Fake news mostly spreads through the medium of social 
networking sites such as Facebook, Twitter and several 
others. Fake news is written and published with the intent to 
mislead in order to damage a person, and/or gain financially 
or politically. A litany of verticals, spanning national security, 
education and social media are currently scrambling to find 
better ways to tag and identify fake news with the intention 
of protecting the public from deception. Our goal is to 
develop a reliable model that classifies a given news article 
as either fake or true. Recently Facebook has been at the 
centre of much critique following media attention. They have 
already implemented a feature for their users to check fake 
news on the site itself, it is clear from their public 
announcements that they are actively researching their 
ability to distinguish these articles in an automated way. 
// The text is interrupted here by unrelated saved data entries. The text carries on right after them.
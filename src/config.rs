use std::env;
use std::path::PathBuf;

// ── Logical frame ───────────────────────────────────────────────────────────

pub const SCREEN_W: f64 = 800.0;
pub const SCREEN_H: f64 = 600.0;
pub const TITLE: &str = "NEON RACER";

// ── Road ────────────────────────────────────────────────────────────────────

pub const ROAD_WIDTH: f64 = 400.0;
pub const LANE_COUNT: usize = 4;
pub const ROAD_LEFT: f64 = (SCREEN_W - ROAD_WIDTH) / 2.0;
pub const ROAD_RIGHT: f64 = ROAD_LEFT + ROAD_WIDTH;
pub const LANE_WIDTH: f64 = ROAD_WIDTH / LANE_COUNT as f64;

/// Gap kept between the player's box and the road edges.
pub const ROAD_MARGIN: f64 = 5.0;
/// Entities this far below the bottom edge are dropped.
pub const OFFSCREEN_MARGIN: f64 = 100.0;

pub const SEGMENT_H: f64 = 100.0;
pub const STRIPE_H: f64 = 40.0;
pub const STRIPE_GAP: f64 = 40.0;

// ── Entities ────────────────────────────────────────────────────────────────

pub const CAR_W: f64 = 40.0;
pub const CAR_H: f64 = 60.0;
pub const PLAYER_Y: f64 = SCREEN_H - CAR_H - 60.0;
pub const ORB_RADIUS: f64 = 15.0;

pub const ENEMY_SPAWN_Y: f64 = -100.0;
pub const ORB_SPAWN_Y: f64 = -30.0;
/// Orbs never spawn closer than this to either road edge.
pub const ORB_EDGE_INSET: f64 = 30.0;

// ── Scoring ─────────────────────────────────────────────────────────────────

pub const ORB_SCORE: u64 = 100;
pub const TIME_SCORE_PER_SEC: f64 = 10.0;
pub const HIGH_SCORE_SLOTS: usize = 10;
pub const HIGH_SCORE_NAME: &str = "YOU";

// ── Pacing ──────────────────────────────────────────────────────────────────

/// Legacy per-frame quantities are defined against this rate.
pub const LEGACY_FPS: f64 = 60.0;
pub const DEFAULT_FPS: u32 = 60;
pub const MAX_FRAME_DT: f64 = 0.25;
/// How long a first press holds a direction when the terminal never reports
/// releases. Covers the usual delay before auto-repeat kicks in.
pub const DEFAULT_HOLD_WINDOW: f64 = 0.5;
/// Longest slice of time the world advances between collision checks.
pub const MAX_SIM_STEP: f64 = 1.0 / LEGACY_FPS;

// ── Files ───────────────────────────────────────────────────────────────────

pub const HIGH_SCORES_FILE: &str = "high_scores.json";
pub const SETTINGS_FILE: &str = "difficulty_settings.json";
pub const DEFAULT_LOG_FILE: &str = "neon_racer.log";

/// Process configuration, read once at startup.
#[derive(Debug, Clone)]
pub struct Config {
    pub data_dir: PathBuf,
    pub assets_dir: PathBuf,
    pub fps: u32,
    pub seed: Option<u64>,
    pub hold_window: f64,
    pub log_file: String,
}

impl Default for Config {
    fn default() -> Self {
        Self {
            data_dir: PathBuf::from("."),
            assets_dir: PathBuf::from("assets"),
            fps: DEFAULT_FPS,
            seed: None,
            hold_window: DEFAULT_HOLD_WINDOW,
            log_file: DEFAULT_LOG_FILE.to_string(),
        }
    }
}

impl Config {
    pub fn from_env() -> Self {
        Self::from_lookup(|name| env::var(name).ok())
    }

    pub fn from_lookup(lookup: impl Fn(&str) -> Option<String>) -> Self {
        let defaults = Self::default();
        Self {
            data_dir: lookup("NEON_RACER_DATA_DIR")
                .filter(|value| !value.is_empty())
                .map(PathBuf::from)
                .unwrap_or(defaults.data_dir),
            assets_dir: lookup("NEON_RACER_ASSETS_DIR")
                .filter(|value| !value.is_empty())
                .map(PathBuf::from)
                .unwrap_or(defaults.assets_dir),
            fps: lookup("NEON_RACER_FPS")
                .and_then(|value| value.parse::<u32>().ok())
                .filter(|value| *value > 0)
                .unwrap_or(defaults.fps),
            seed: lookup("NEON_RACER_SEED").and_then(|value| value.parse::<u64>().ok()),
            hold_window: lookup("NEON_RACER_HOLD_WINDOW")
                .and_then(|value| value.parse::<f64>().ok())
                .filter(|value| value.is_finite() && *value > 0.0)
                .unwrap_or(defaults.hold_window),
            log_file: lookup("NEON_RACER_LOG")
                .filter(|value| !value.is_empty())
                .unwrap_or(defaults.log_file),
        }
    }

    pub fn log_path(&self) -> PathBuf {
        self.data_dir.join(&self.log_file)
    }

    pub fn sounds_dir(&self) -> PathBuf {
        self.assets_dir.join("sounds")
    }
}

/// Center x of `lane`, counted from the left road edge.
pub fn lane_center(lane: usize) -> f64 {
    ROAD_LEFT + LANE_WIDTH * lane as f64 + LANE_WIDTH / 2.0
}
use std::f32::consts::TAU;

use fundsp::prelude::*;

pub const SAMPLE_RATE: u32 = 44_100;

/// A procedural stand-in for `cue`, or `None` when the cue has no voice.
pub fn render(cue: super::Cue) -> Option<Vec<f32>> {
    use super::Cue;

    let (mut node, seconds) = match cue {
        // Falling sawtooth, 400 Hz down to 80 Hz over 0.4 s.
        Cue::Crash => voice(
            (lfo(|t: f32| lerp(400.0, 80.0, (t / 0.4).min(1.0))) >> saw())
                * lfo(|t: f32| lerp(0.15, 0.0, (t / 0.5).min(1.0))),
            0.5,
        ),
        Cue::Pickup => voice(
            (lfo(|t: f32| lerp(600.0, 1400.0, (t / 0.15).min(1.0))) >> sine::<f32>())
                * lfo(|t: f32| lerp(0.2, 0.0, (t / 0.2).min(1.0))),
            0.2,
        ),
        Cue::Click => voice(
            square_hz(1200.0) * lfo(|t: f32| if t < 0.03 { 0.08 } else { 0.0 }),
            0.04,
        ),
        Cue::Hover => voice(
            sine_hz::<f32>(880.0) * lfo(|t: f32| lerp(0.06, 0.0, (t / 0.03).min(1.0))),
            0.03,
        ),
        // Whole cycles of the 4 Hz wobble so the loop seam is quiet.
        Cue::Engine => voice(
            (lfo(|t: f32| 55.0 + 6.0 * (t * TAU * 4.0).sin()) >> saw()) * 0.08,
            1.0,
        ),
        Cue::MenuMusic => return None,
    };

    node.set_sample_rate(SAMPLE_RATE as f64);
    let len = (seconds * SAMPLE_RATE as f32) as usize;
    Some((0..len).map(|_| node.get_mono()).collect())
}

fn voice(node: impl AudioUnit + 'static, seconds: f32) -> (Box<dyn AudioUnit>, f32) {
    (Box::new(node), seconds)
}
Indeed, it is not an easy task. A given algorithm should be 
politically unbiased - since fake news exists on both ends of 
the spectrum - and also give equal balance to legitimate 
news sources on either end of the spectrum. We need to 
determine what makes a new site 'legitimate' and a method 
to determine this in an objective manner. 

3. LITERATURE SURVEY 

A. Mykhailo Granik, Volodymyr Mesyura, “Fake News 
detection using Naive Bayes, 2017 '' , proposed an 
approach for detection of fake news using Naive Bayes 
classifier with accuracy of 74% on the test set.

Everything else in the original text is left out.